Task directions: If a line in the entries below includes "HashMap", show that line.

Stored items:
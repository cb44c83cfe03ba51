//! Lowering of a region graph into a [`KernelProgram`].
//!
//! The pass is a closed match over node shapes: every operation either maps
//! to a fixed instruction template or is a structural marker (wrappers,
//! sinks) that only moves values around. Serial ranges become counted loops;
//! global and local ranges become hardware index reads with the range's
//! offset/stride arithmetic applied on top.
//!
//! # Scheduling
//!
//! Nodes are emitted from a worklist over the topological order. Each node
//! carries the set of serial ranges it transitively depends on; a node is
//! emittable only when that set equals the currently open loop nest. A loop
//! is opened only when nothing else can progress, which hoists loop-invariant
//! values (accumulator seeds, constants, barrier placement) in front of the
//! `LoopBegin`.

use std::collections::{BTreeSet, HashMap, HashSet};

use squall_device::Target;
use squall_dtype::{AddrSpace, ScalarDType};
use squall_ir::error::UnsupportedDimensionalitySnafu;
use squall_ir::{AxisKind, ConstValue, NodeId, Op, RegionGraph, SpecialKind};

use crate::error::{Error, InvalidGraphSnafu, Result, TypeSnafu, UnsupportedIntrinsicSnafu};
use crate::instr::{Instr, KernelProgram, LocalSpec, SpecialReg, VReg};

/// Lower a validated region graph for the given target.
pub fn lower(graph: &RegionGraph, target: &Target) -> Result<KernelProgram> {
    Lowerer::new(graph, target)?.run()
}

struct Lowerer<'a> {
    graph: &'a RegionGraph,
    target: &'a Target,
    topo: Vec<NodeId>,
    /// Serial ranges each node transitively depends on.
    range_sets: HashMap<NodeId, BTreeSet<NodeId>>,
    /// Grid dimension assigned to each parallel range.
    dims: HashMap<NodeId, u8>,
    values: HashMap<NodeId, VReg>,
    emitted: HashSet<NodeId>,
    instrs: Vec<Instr>,
    locals: Vec<LocalSpec>,
    writes: BTreeSet<usize>,
    next_vreg: u32,
}
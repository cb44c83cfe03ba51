//! In-process virtual accelerator.
//!
//! Interprets lowered [`KernelProgram`]s over a work grid. Stands in for a
//! native backend behind the instruction-emission boundary: a production
//! deployment would assemble the same instruction list into device binaries.
//!
//! Work-groups execute one after another; the work-items of a group run in
//! lockstep slices between barriers, which is exactly the guarantee group
//! barriers provide on real hardware. Each item owns a virtual register file;
//! group-local scratch is shared within the group and dropped after it.

use std::collections::HashMap;

use squall_codegen::{Instr, KernelProgram, SpecialReg, VReg};
use squall_device::error::ExecutionSnafu;
use squall_device::{BufferId, DeviceMemory, DeviceSpec, MemoryPool, Target};
use squall_dtype::{AddrSpace, ScalarDType};
use squall_ir::{BinaryOp, ConstValue, UnaryOp};

use snafu::ensure;

type Result<T, E = squall_device::Error> = std::result::Result<T, E>;

/// One bound launch argument.
#[derive(Debug, Clone, Copy)]
pub enum LaunchArg {
    Buffer(BufferId),
    Scalar(i64),
}

/// The in-process device: a target descriptor plus virtual memory.
#[derive(Debug)]
pub struct VirtualDevice {
    spec: DeviceSpec,
    target: Target,
    memory: DeviceMemory,
}

impl Default for VirtualDevice {
    fn default() -> Self {
        Self::new(Target::default())
    }
}
//! Host-side array handles with device residency tracking.
//!
//! A `DeviceArray` owns a host copy of the data and, once transferred, a
//! binding to a device allocation. On the device every array is laid out as a
//! fixed-size metadata header followed by the element payload; transfer
//! methods take the header size from the caller so the layout constant stays
//! target-owned.

use std::sync::Arc;
use std::sync::atomic::{AtomicBool, Ordering};

use parking_lot::{Mutex, RwLock};
use squall_dtype::{Element, ScalarDType};

use crate::error::{Error, Result};
use crate::memory::{BufferId, DeviceMemory};

#[derive(Debug)]
struct ArrayInner {
    dtype: ScalarDType,
    len: usize,
    host: RwLock<Vec<u8>>,
    binding: Mutex<Option<BufferId>>,
    /// Host copy has writes the device has not seen.
    host_dirty: AtomicBool,
    /// Device copy has writes the host has not seen.
    device_dirty: AtomicBool,
}

/// Shared handle to one array. Clones alias the same storage.
#[derive(Debug, Clone)]
pub struct DeviceArray {
    inner: Arc<ArrayInner>,
}

impl DeviceArray {
    fn with_host(dtype: ScalarDType, len: usize, host: Vec<u8>) -> Self {
        Self {
            inner: Arc::new(ArrayInner {
                dtype,
                len,
                host: RwLock::new(host),
                binding: Mutex::new(None),
                // Fresh data has never been transferred.
                host_dirty: AtomicBool::new(true),
                device_dirty: AtomicBool::new(false),
            }),
        }
    }

    /// Zero-filled array of `len` elements.
    pub fn zeroed<T: Element>(len: usize) -> Self {
        Self::with_host(T::DTYPE, len, vec![0u8; len * T::DTYPE.bytes()])
    }

    /// Array initialized from a host slice.
    pub fn from_slice<T: Element>(data: &[T]) -> Self {
        let elem = T::DTYPE.bytes();
        let mut host = vec![0u8; data.len() * elem];
        for (i, v) in data.iter().enumerate() {
            v.write_to(&mut host[i * elem..]);
        }
        Self::with_host(T::DTYPE, data.len(), host)
    }

    pub fn dtype(&self) -> ScalarDType {
        self.inner.dtype
    }

    pub fn len(&self) -> usize {
        self.inner.len
    }

    pub fn is_empty(&self) -> bool {
        self.inner.len == 0
    }

    /// Payload size in bytes, excluding the device-side header.
    pub fn payload_bytes(&self) -> usize {
        self.inner.len * self.inner.dtype.bytes()
    }

    /// Whether both handles alias the same storage.
    pub fn same_storage(&self, other: &Self) -> bool {
        Arc::ptr_eq(&self.inner, &other.inner)
    }

    fn check_elem<T: Element>(&self) -> Result<()> {
        if T::DTYPE != self.inner.dtype {
            return Err(Error::ElementMismatch { expected: T::DTYPE, actual: self.inner.dtype });
        }
        Ok(())
    }

    fn check_index(&self, index: usize) -> Result<()> {
        if index >= self.inner.len {
            return Err(Error::IndexOutOfBounds { index, len: self.inner.len });
        }
        Ok(())
    }

    // =========================================================================
    // Host access
    // =========================================================================

    pub fn get<T: Element>(&self, index: usize) -> Result<T> {
        self.check_elem::<T>()?;
        self.check_index(index)?;
        let host = self.inner.host.read();
        Ok(T::read_from(&host[index * T::DTYPE.bytes()..]))
    }

    /// Write one element on the host side and mark the host copy dirty.
    pub fn set<T: Element>(&self, index: usize, value: T) -> Result<()> {
        self.check_elem::<T>()?;
        self.check_index(index)?;
        let mut host = self.inner.host.write();
        value.write_to(&mut host[index * T::DTYPE.bytes()..]);
        self.inner.host_dirty.store(true, Ordering::Release);
        Ok(())
    }

    pub fn to_vec<T: Element>(&self) -> Result<Vec<T>> {
        self.check_elem::<T>()?;
        let host = self.inner.host.read();
        let elem = T::DTYPE.bytes();
        Ok((0..self.inner.len).map(|i| T::read_from(&host[i * elem..])).collect())
    }

    // =========================================================================
    // Residency and transfers
    // =========================================================================

    pub fn is_resident(&self) -> bool {
        self.inner.binding.lock().is_some()
    }

    pub fn host_dirty(&self) -> bool {
        self.inner.host_dirty.load(Ordering::Acquire)
    }

    pub fn device_dirty(&self) -> bool {
        self.inner.device_dirty.load(Ordering::Acquire)
    }

    /// Mark the device copy as modified (called after a kernel writes it).
    pub fn mark_device_dirty(&self) {
        self.inner.device_dirty.store(true, Ordering::Release);
    }

    /// Allocate the device buffer (header + payload) if not yet bound.
    /// Does not copy any data.
    pub fn ensure_resident(&self, memory: &DeviceMemory, header_bytes: u64) -> BufferId {
        let mut binding = self.inner.binding.lock();
        *binding.get_or_insert_with(|| memory.alloc(header_bytes as usize + self.payload_bytes()))
    }

    /// The device binding, if the array has been allocated on the device.
    pub fn binding(&self) -> Option<BufferId> {
        *self.inner.binding.lock()
    }

    /// Host → device copy. Allocates on first use, writes the payload past
    /// the header, and clears the host-dirty flag.
    pub fn copy_in(&self, memory: &DeviceMemory, header_bytes: u64) -> Result<BufferId> {
        let id = self.ensure_resident(memory, header_bytes);
        let host = self.inner.host.read();
        memory.write(id, header_bytes, &host[..])?;
        self.inner.host_dirty.store(false, Ordering::Release);
        tracing::trace!(base = %format_args!("{:#x}", id.base()), bytes = host.len(), "copy host->device");
        Ok(id)
    }

    /// Device → host copy. Clears the device-dirty flag.
    pub fn copy_out(&self, memory: &DeviceMemory, header_bytes: u64) -> Result<()> {
        let binding = self.binding().ok_or(Error::NotResident)?;
        let mut host = self.inner.host.write();
        memory.read(binding, header_bytes, &mut host[..])?;
        self.inner.device_dirty.store(false, Ordering::Release);
        tracing::trace!(base = %format_args!("{:#x}", binding.base()), bytes = host.len(), "copy device->host");
        Ok(())
    }
}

Written solution:
use std::collections::{BTreeSet, HashMap, HashSet};
    range_sets: HashMap<NodeId, BTreeSet<NodeId>>,
    dims: HashMap<NodeId, u8>,
    values: HashMap<NodeId, VReg>,
use std::collections::HashMap;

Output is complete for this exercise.